SECURITIES AND EXCHANGE COMMISSION
Washington, D.C. 20549
FORM 8-K
CURRENT REPORT
Pursuant to Section 13 or 15(d) of the Securities Exchange Act of 1934
July 31, 2003
Delaware | 001-13259 | 76-0519797 | ||
(State or other jurisdiction | (Commission | (IRS Employer | ||
of incorporation) | File Number) | Identification No.) |
411 N. Sam Houston Parkway East, Suite 400, Houston, Texas | 77060-3545 | |||
(Address of principal executive offices) | (Zip Code) |
(281) 272-4500
Item 2. Acquisition or Disposition of Assets. | ||||||||
Item 7. Financial Statements and Exhibits. | ||||||||
SIGNATURES | ||||||||
EXHIBIT INDEX | ||||||||
Merger & Partnership Purchase Agreement | ||||||||
Transition Services Agreement |
Item 2. Acquisition or Disposition of Assets.

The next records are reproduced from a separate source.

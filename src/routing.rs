//! Application router configuration.

use axum::{Router, http::Method, routing::get};
use tower_http::cors::CorsLayer;

use crate::{
    AppState,
    bar_chart::get_bar_chart_endpoint,
    combined_data::get_combined_data_endpoint,
    dashboard::get_dashboard_page,
    endpoints,
    import::initialize_database_endpoint,
    pie_chart::get_pie_chart_endpoint,
    statistics::get_statistics_endpoint,
    transaction::get_transactions_endpoint,
};

/// Return a router with all the app's routes.
///
/// Cross-origin requests are only allowed from [AppState::allowed_origin].
pub fn build_router(state: AppState) -> Router {
    let cors = CorsLayer::new()
        .allow_origin(state.allowed_origin.clone())
        .allow_methods([Method::GET]);

    Router::new()
        .route(endpoints::DASHBOARD_VIEW, get(get_dashboard_page))
        .route(
            endpoints::INITIALIZE_DATABASE,
            get(initialize_database_endpoint),
        )
        .route(endpoints::TRANSACTIONS, get(get_transactions_endpoint))
        .route(endpoints::STATISTICS, get(get_statistics_endpoint))
        .route(endpoints::BAR_CHART, get(get_bar_chart_endpoint))
        .route(endpoints::PIE_CHART, get(get_pie_chart_endpoint))
        .route(endpoints::COMBINED_DATA, get(get_combined_data_endpoint))
        .layer(cors)
        .with_state(state)
}
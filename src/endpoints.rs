//! The API endpoints URIs.

/// The HTML dashboard page.
pub const DASHBOARD_VIEW: &str = "/";
/// The route that seeds the database from the product feed.
pub const INITIALIZE_DATABASE: &str = "/initialize-database";
/// The route to list the transactions in a month.
pub const TRANSACTIONS: &str = "/transactions";
/// The route for the sale statistics of a month.
pub const STATISTICS: &str = "/statistics";
/// The route for the price histogram of a month.
pub const BAR_CHART: &str = "/bar-chart";
/// The route for the category breakdown of a month.
pub const PIE_CHART: &str = "/pie-chart";
/// The route for the transactions, statistics and charts of a month in one response.
pub const COMBINED_DATA: &str = "/combined-data";

// These tests are here so that we know when we call `Uri::from_shared` it will not panic.
#[cfg(test)]
mod endpoints_tests {
    use axum::http::Uri;

    use crate::endpoints;

    fn assert_endpoint_is_valid_uri(uri: &str) {
        assert!(uri.parse::<Uri>().is_ok());
    }

    #[test]
    fn endpoints_are_valid_uris() {
        assert_endpoint_is_valid_uri(endpoints::DASHBOARD_VIEW);
        assert_endpoint_is_valid_uri(endpoints::INITIALIZE_DATABASE);
        assert_endpoint_is_valid_uri(endpoints::TRANSACTIONS);
        assert_endpoint_is_valid_uri(endpoints::STATISTICS);
        assert_endpoint_is_valid_uri(endpoints::BAR_CHART);
        assert_endpoint_is_valid_uri(endpoints::PIE_CHART);
        assert_endpoint_is_valid_uri(endpoints::COMBINED_DATA);
    }
}
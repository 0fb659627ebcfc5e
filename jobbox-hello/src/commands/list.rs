//! List command handler

use anyhow::Result;
use colored::*;
use jobbox_core::dto::job::JobSummary;
use jobbox_host::JobRegistry;

/// List all registered jobs, grouped by job set
pub fn list_jobs(registry: &JobRegistry, json: bool) -> Result<()> {
    let summaries = registry.summaries();

    if json {
        println!("{}", serde_json::to_string_pretty(&summaries)?);
        return Ok(());
    }

    if summaries.is_empty() {
        println!("{}", "No jobs registered.".yellow());
        return Ok(());
    }

    println!("{}", format!("Found {} job(s):", summaries.len()).bold());

    let mut current_grouping: Option<&str> = None;
    for summary in &summaries {
        if current_grouping != Some(summary.grouping.as_str()) {
            println!();
            println!("{}", summary.grouping.bold().underline());
            current_grouping = Some(summary.grouping.as_str());
        }
        print_job_summary(summary);
    }

    Ok(())
}

fn print_job_summary(summary: &JobSummary) {
    println!("  {} {}", "▸".cyan(), summary.name.bold());
    println!("    {}", summary.description);
    println!("    Class:  {}", summary.class_path.dimmed());

    for param in &summary.params {
        let required = if param.required {
            "required".red()
        } else {
            "optional".dimmed()
        };
        println!(
            "    Param:  {} ({}, {})",
            param.display_label().cyan(),
            param.kind,
            required
        );
    }
}
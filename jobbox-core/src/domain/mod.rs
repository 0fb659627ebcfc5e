//! Core domain types
//!
//! These types describe what a job declares (metadata, parameters) and what
//! the host records when it runs one (runs, log entries). They carry no
//! execution logic; that lives in `jobbox-host`.

pub mod job;
pub mod log;
pub mod param;
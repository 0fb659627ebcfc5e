//! Jobbox Core
//!
//! Core types shared by the Jobbox host and the jobs it runs.
//!
//! This crate contains:
//! - Domain types: job metadata, parameter declarations, log entries, run records
//! - DTOs: lightweight views used for listing and reporting

pub mod domain;
pub mod dto;
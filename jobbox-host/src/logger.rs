//! Logger handle passed to jobs
//!
//! The host owns the sink; a job only borrows the `Logger` for the duration of
//! its `run` call. Every message is written to the sink and mirrored as a
//! `tracing` event so that host-side logs show job output too.

use jobbox_core::domain::log::LogLevel;
use std::sync::Mutex;

/// Trait for log sinks
///
/// Implement this trait to decide where job log lines end up:
/// - Execution service: buffered into the run record
/// - Tests: captured for assertions
///
/// # Thread Safety
/// Implementations must be Send + Sync because jobs run on blocking workers.
pub trait LogSink: Send + Sync {
    /// Write a log message
    ///
    /// # Arguments
    /// * `level` - The log level
    /// * `message` - The log message content
    fn write(&mut self, level: LogLevel, message: &str);
}

/// Logger handle supplied to a job at invocation time
pub struct Logger {
    job: String,
    sink: Mutex<Box<dyn LogSink>>,
}

impl Logger {
    /// Creates a logger for the named job writing to `sink`
    pub fn new<S: LogSink + 'static>(job: impl Into<String>, sink: S) -> Self {
        Self {
            job: job.into(),
            sink: Mutex::new(Box::new(sink)),
        }
    }

    /// Name of the job this logger was created for
    pub fn job(&self) -> &str {
        &self.job
    }

    /// Writes a message at the given level
    pub fn log(&self, level: LogLevel, message: impl AsRef<str>) {
        let message = message.as_ref();

        match level {
            LogLevel::Debug => tracing::debug!(job = %self.job, "{}", message),
            LogLevel::Info => tracing::info!(job = %self.job, "{}", message),
            LogLevel::Warning => tracing::warn!(job = %self.job, "{}", message),
            LogLevel::Error => tracing::error!(job = %self.job, "{}", message),
            LogLevel::Critical => {
                tracing::error!(job = %self.job, critical = true, "{}", message)
            }
        }

        // A job that panicked mid-write must not silence later runs sharing the sink.
        let mut sink = self
            .sink
            .lock()
            .unwrap_or_else(|poisoned| poisoned.into_inner());
        sink.write(level, message);
    }

    pub fn debug(&self, message: impl AsRef<str>) {
        self.log(LogLevel::Debug, message);
    }

    pub fn info(&self, message: impl AsRef<str>) {
        self.log(LogLevel::Info, message);
    }

    pub fn warning(&self, message: impl AsRef<str>) {
        self.log(LogLevel::Warning, message);
    }

    pub fn error(&self, message: impl AsRef<str>) {
        self.log(LogLevel::Error, message);
    }

    pub fn critical(&self, message: impl AsRef<str>) {
        self.log(LogLevel::Critical, message);
    }
}

impl std::fmt::Debug for Logger {
    fn fmt(&self, f: &mut std::fmt::Formatter<'_>) -> std::fmt::Result {
        f.debug_struct("Logger").field("job", &self.job).finish()
    }
}
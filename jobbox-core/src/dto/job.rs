//! Job DTOs for listing and reporting

use serde::{Deserialize, Serialize};
use uuid::Uuid;

use crate::domain::job::{JobMeta, JobRun, JobStatus};
use crate::domain::param::ParamDefinition;

/// Summary of a registered job
#[derive(Debug, Clone, Serialize, Deserialize)]
pub struct JobSummary {
    pub class_path: String,
    pub name: String,
    pub description: String,
    pub grouping: String,
    pub params: Vec<ParamDefinition>,
}

impl JobSummary {
    pub fn new(meta: JobMeta, params: Vec<ParamDefinition>) -> Self {
        Self {
            class_path: meta.class_path,
            name: meta.name,
            description: meta.description,
            grouping: meta.grouping,
            params,
        }
    }
}

/// Run summary without the log entries
#[derive(Debug, Clone, Serialize, Deserialize)]
pub struct RunSummary {
    pub id: Uuid,
    pub job_name: String,
    pub status: JobStatus,
    pub log_count: usize,
    pub error_message: Option<String>,
}

impl From<&JobRun> for RunSummary {
    fn from(run: &JobRun) -> Self {
        Self {
            id: run.id,
            job_name: run.job_name.clone(),
            status: run.status,
            log_count: run.logs.len(),
            error_message: run
                .result
                .as_ref()
                .and_then(|result| result.error_message.clone()),
        }
    }
}
//! Hello World jobs
//!
//! A small job definition set showing how to declare a job, declare an input
//! and write to the host-supplied logger, plus the `jobbox` CLI that drives
//! them through the host.

pub mod jobs;

pub use jobs::register_jobs;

On July 31, 2003, U S Liquids Inc. completed the sale of its Oilfield Waste Division, its Beverage Division and its Romic Environmental Technologies business to ERP Environmental Services, Inc., which is controlled by Three Cities Research, a private equity firm based in New York. The Oilfield Waste Division, which operates six oilfield waste processing facilities and six transfer stations, disposes of waste that is generated in the exploration for and production of oil and natural gas. The Beverage Division, which operates two waste processing facilities, collects, processes and disposes of dated beverages and other consumer products containing alcohol or sugar. The Romic Environmental Technologies business, which operates three waste processing facilities and three waste collection facilities, collects, processes and disposes of various hazardous wastes and industrial wastewaters. Gross proceeds from the sale, which are subject to certain post-closing adjustments, amounted to $68 million. The purchase price was determined by arms-length negotiations between the parties.
In connection with the closing of this transaction, Cary M. Grossman, the Companys Chief Financial Officer, resigned to assume the position of Chief Executive Officer of ERP Environmental Services. Mr. Grossmans responsibilities are expected to be assumed by others in the Companys accounting and finance department.
The foregoing discussion is only a summary and is qualified in its entirety by reference to the Exhibits to this Form 8-K filed herewith.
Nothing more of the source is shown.